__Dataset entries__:
- - -

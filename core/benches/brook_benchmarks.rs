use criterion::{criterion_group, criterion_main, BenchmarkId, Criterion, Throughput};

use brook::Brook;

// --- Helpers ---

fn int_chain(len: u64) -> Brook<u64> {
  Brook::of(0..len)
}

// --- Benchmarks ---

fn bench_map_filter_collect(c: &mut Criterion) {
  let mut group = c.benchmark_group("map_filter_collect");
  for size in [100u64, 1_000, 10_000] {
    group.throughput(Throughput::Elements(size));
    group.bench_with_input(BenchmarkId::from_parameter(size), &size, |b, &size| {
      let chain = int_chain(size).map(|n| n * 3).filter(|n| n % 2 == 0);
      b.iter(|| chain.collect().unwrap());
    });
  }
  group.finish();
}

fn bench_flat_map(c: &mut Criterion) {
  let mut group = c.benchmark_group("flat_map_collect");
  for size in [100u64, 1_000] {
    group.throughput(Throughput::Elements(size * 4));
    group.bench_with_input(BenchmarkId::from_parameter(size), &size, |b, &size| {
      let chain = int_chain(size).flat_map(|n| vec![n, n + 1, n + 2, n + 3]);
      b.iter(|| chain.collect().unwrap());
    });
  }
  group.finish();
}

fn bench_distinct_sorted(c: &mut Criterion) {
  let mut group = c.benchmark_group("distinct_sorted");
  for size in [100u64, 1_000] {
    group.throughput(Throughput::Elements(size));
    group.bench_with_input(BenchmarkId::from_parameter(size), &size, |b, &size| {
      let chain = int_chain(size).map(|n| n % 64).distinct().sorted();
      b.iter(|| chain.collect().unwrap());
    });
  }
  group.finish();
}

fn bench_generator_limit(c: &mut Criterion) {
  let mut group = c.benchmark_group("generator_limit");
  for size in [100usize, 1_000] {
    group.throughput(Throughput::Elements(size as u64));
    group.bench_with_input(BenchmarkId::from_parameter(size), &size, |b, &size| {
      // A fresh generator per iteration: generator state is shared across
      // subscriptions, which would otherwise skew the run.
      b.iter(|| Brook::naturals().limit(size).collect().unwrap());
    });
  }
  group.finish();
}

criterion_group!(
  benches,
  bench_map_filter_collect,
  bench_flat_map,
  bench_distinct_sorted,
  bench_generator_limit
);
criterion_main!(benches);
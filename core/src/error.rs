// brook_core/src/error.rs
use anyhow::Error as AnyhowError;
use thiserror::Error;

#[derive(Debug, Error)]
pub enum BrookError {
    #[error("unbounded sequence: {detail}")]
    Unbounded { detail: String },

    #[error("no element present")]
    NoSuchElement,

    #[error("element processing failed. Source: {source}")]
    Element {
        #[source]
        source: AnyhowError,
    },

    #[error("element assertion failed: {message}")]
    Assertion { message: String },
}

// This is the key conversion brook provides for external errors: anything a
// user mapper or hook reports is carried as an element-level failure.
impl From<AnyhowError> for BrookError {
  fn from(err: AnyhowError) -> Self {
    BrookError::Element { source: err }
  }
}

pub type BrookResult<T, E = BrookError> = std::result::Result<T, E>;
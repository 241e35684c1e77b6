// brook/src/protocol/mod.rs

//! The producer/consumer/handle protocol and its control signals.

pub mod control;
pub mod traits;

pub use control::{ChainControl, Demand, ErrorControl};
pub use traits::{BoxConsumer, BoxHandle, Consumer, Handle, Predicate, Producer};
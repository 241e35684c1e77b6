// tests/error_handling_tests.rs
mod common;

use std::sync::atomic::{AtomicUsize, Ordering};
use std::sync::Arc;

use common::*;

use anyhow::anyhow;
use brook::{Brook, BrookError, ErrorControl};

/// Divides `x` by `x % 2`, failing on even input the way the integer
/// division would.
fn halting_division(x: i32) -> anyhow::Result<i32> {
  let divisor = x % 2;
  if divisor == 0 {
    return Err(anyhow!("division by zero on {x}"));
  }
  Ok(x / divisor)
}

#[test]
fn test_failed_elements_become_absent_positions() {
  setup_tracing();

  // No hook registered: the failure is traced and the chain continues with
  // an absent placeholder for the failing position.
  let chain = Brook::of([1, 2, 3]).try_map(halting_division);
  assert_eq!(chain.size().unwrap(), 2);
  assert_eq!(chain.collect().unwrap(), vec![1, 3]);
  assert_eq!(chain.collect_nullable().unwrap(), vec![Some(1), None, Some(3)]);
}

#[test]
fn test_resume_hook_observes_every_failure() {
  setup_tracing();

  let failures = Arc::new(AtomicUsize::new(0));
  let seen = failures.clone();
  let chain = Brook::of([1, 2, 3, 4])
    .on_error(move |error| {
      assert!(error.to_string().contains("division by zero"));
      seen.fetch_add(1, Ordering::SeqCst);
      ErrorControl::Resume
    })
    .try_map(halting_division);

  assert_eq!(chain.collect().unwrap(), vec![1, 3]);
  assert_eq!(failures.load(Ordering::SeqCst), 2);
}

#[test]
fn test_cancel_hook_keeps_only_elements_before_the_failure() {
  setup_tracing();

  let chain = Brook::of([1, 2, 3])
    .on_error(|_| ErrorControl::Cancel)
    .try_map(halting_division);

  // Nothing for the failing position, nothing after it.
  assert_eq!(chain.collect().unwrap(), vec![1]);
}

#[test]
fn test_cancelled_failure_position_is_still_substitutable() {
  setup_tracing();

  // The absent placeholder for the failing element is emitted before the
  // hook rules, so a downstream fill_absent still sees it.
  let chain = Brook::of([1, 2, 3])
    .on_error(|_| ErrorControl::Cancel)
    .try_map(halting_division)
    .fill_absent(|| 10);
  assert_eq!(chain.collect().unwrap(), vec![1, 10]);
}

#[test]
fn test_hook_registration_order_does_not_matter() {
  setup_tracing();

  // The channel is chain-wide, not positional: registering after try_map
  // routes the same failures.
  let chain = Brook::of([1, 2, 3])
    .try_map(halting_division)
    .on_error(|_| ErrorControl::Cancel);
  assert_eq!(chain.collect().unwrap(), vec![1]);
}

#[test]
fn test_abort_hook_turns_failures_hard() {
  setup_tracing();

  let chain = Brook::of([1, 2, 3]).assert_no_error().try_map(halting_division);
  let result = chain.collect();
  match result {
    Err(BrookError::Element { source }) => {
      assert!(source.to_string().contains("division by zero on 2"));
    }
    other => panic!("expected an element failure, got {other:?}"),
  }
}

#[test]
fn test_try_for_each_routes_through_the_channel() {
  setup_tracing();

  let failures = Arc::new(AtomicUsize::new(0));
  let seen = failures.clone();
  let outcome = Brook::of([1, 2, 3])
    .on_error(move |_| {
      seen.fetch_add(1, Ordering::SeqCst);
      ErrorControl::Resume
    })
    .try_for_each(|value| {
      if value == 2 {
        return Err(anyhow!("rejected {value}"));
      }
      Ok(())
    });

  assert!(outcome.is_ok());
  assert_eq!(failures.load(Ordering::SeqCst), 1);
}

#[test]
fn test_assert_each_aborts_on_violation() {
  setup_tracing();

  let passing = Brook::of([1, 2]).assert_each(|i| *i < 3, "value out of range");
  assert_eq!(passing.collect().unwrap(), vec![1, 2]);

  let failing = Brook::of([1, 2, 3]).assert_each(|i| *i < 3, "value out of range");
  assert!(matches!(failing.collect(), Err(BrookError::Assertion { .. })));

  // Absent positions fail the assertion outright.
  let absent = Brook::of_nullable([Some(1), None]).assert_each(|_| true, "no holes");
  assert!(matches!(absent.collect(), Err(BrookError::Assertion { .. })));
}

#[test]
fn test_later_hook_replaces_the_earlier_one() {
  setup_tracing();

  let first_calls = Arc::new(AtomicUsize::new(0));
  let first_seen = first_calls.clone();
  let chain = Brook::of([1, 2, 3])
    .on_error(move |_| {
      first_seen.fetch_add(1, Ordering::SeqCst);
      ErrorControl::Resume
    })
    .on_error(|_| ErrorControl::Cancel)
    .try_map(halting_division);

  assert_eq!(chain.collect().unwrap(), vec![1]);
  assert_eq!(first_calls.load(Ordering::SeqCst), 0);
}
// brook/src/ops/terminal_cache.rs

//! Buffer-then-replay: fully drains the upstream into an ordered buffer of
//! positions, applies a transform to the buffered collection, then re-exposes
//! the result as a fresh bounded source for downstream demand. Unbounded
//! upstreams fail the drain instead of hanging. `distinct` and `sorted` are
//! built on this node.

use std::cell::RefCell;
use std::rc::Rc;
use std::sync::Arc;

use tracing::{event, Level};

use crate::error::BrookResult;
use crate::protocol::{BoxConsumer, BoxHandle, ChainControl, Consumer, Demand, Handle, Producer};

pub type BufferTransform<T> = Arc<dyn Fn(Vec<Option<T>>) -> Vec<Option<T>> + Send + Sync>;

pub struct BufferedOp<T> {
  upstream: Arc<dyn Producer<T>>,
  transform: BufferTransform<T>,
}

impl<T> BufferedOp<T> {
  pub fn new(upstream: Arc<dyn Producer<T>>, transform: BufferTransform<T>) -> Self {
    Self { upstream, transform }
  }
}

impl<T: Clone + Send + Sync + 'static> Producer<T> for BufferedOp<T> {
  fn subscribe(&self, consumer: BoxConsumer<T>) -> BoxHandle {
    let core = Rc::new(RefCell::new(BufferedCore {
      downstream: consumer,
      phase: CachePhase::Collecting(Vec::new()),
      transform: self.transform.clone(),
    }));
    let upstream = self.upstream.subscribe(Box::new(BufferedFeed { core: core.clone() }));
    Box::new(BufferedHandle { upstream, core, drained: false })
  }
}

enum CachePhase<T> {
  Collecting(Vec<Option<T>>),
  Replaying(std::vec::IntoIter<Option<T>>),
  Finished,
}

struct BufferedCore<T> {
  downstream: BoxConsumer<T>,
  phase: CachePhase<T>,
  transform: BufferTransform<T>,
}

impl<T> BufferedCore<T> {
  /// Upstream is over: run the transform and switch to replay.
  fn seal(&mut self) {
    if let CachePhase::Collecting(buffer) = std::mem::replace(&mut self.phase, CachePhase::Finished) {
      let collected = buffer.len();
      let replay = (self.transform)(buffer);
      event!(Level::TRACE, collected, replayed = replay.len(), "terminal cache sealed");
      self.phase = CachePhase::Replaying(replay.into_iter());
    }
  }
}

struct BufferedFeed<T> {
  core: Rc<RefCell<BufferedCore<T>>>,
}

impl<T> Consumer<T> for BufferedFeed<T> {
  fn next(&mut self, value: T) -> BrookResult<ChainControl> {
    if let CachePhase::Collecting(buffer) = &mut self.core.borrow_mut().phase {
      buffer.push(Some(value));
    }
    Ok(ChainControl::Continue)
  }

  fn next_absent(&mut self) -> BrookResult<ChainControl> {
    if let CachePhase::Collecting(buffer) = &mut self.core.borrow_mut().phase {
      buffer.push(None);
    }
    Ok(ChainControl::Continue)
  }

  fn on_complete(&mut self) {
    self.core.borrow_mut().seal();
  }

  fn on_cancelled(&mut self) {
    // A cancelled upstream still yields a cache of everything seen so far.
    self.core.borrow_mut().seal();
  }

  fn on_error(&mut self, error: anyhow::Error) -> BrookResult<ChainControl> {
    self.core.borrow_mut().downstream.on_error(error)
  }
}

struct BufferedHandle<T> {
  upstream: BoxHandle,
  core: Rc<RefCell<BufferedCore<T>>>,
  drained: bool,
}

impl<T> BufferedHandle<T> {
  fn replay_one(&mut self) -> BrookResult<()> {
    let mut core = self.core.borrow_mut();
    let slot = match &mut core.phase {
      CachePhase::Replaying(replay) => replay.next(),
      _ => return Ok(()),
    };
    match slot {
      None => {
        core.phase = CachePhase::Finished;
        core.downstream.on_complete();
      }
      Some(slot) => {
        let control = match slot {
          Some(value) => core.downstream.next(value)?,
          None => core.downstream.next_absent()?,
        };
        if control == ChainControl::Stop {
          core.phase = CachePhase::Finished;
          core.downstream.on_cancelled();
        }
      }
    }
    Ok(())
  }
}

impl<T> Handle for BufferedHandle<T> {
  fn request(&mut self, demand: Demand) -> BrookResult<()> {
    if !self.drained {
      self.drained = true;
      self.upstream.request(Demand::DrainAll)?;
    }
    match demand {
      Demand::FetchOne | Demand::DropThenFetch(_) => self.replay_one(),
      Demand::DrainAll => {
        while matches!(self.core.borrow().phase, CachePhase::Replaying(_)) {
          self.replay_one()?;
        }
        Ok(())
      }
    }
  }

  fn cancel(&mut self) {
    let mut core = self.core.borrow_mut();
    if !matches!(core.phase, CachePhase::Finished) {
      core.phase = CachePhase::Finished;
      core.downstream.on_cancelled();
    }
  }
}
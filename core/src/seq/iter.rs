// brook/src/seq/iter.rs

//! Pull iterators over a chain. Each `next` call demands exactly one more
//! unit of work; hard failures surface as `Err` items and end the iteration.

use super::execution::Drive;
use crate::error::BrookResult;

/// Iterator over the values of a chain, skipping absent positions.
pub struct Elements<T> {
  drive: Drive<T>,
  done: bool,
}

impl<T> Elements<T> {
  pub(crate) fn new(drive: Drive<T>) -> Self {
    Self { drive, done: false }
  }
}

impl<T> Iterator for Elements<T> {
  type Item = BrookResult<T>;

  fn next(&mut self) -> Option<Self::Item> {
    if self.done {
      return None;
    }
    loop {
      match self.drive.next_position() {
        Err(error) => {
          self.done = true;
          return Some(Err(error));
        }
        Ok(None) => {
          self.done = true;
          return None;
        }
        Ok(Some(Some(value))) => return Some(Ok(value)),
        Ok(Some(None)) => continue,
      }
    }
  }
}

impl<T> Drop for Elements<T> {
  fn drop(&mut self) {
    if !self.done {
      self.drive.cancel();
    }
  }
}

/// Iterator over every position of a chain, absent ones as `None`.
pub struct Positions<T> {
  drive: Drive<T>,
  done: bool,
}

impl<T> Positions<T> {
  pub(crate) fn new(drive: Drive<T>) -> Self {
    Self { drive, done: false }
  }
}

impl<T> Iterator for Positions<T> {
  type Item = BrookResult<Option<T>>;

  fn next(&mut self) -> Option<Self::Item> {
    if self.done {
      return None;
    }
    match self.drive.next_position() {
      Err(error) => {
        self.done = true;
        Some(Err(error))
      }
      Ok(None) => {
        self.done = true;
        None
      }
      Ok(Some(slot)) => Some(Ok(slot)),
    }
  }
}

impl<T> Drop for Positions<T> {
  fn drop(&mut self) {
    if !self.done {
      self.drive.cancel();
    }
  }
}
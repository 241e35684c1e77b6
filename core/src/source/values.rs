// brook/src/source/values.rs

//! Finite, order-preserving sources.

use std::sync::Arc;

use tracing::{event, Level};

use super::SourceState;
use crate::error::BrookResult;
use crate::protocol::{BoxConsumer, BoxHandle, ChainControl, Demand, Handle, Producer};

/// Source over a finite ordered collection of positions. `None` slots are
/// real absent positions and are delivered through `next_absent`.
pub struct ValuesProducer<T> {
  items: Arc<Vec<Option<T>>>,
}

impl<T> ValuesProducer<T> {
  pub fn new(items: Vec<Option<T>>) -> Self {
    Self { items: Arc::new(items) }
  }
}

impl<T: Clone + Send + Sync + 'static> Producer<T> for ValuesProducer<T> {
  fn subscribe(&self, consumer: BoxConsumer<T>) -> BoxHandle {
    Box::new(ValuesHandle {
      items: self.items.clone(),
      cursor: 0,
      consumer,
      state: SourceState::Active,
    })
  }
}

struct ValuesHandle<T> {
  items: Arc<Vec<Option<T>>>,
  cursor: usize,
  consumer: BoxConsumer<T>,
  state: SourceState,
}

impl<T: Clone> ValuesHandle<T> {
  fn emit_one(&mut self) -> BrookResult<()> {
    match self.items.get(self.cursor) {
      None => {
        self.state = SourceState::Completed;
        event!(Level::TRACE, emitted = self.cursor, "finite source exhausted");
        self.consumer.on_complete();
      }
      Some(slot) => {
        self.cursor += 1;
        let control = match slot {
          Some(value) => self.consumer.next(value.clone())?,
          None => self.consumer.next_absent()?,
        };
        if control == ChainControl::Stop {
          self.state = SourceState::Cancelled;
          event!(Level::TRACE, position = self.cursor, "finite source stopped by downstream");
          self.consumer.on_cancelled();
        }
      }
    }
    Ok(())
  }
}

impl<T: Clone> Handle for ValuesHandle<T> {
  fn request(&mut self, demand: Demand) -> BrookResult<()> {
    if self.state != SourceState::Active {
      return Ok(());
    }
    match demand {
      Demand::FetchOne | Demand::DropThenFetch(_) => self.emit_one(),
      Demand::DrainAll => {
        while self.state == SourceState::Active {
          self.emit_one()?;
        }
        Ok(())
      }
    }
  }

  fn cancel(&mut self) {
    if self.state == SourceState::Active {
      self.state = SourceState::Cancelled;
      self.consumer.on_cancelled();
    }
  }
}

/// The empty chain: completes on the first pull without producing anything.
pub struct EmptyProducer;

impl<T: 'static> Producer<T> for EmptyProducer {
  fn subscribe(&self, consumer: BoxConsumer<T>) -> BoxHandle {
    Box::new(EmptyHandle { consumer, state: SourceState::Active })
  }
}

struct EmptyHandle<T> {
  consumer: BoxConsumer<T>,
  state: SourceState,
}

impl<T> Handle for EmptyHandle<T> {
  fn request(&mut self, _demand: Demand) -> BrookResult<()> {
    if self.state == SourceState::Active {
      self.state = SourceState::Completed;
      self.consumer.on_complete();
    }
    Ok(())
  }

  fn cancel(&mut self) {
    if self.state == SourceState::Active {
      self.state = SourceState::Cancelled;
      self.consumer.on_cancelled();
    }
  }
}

- - -

__Exercise directions__: Whenever a line above has the word "over" in it, copy that line.

__Answer to this task__:
  /// Upstream is over: run the transform and switch to replay.
//! Pull iterators over a chain. Each `next` call demands exactly one more
/// Iterator over the values of a chain, skipping absent positions.
/// Iterator over every position of a chain, absent ones as `None`.
/// Source over a finite ordered collection of positions. `None` slots are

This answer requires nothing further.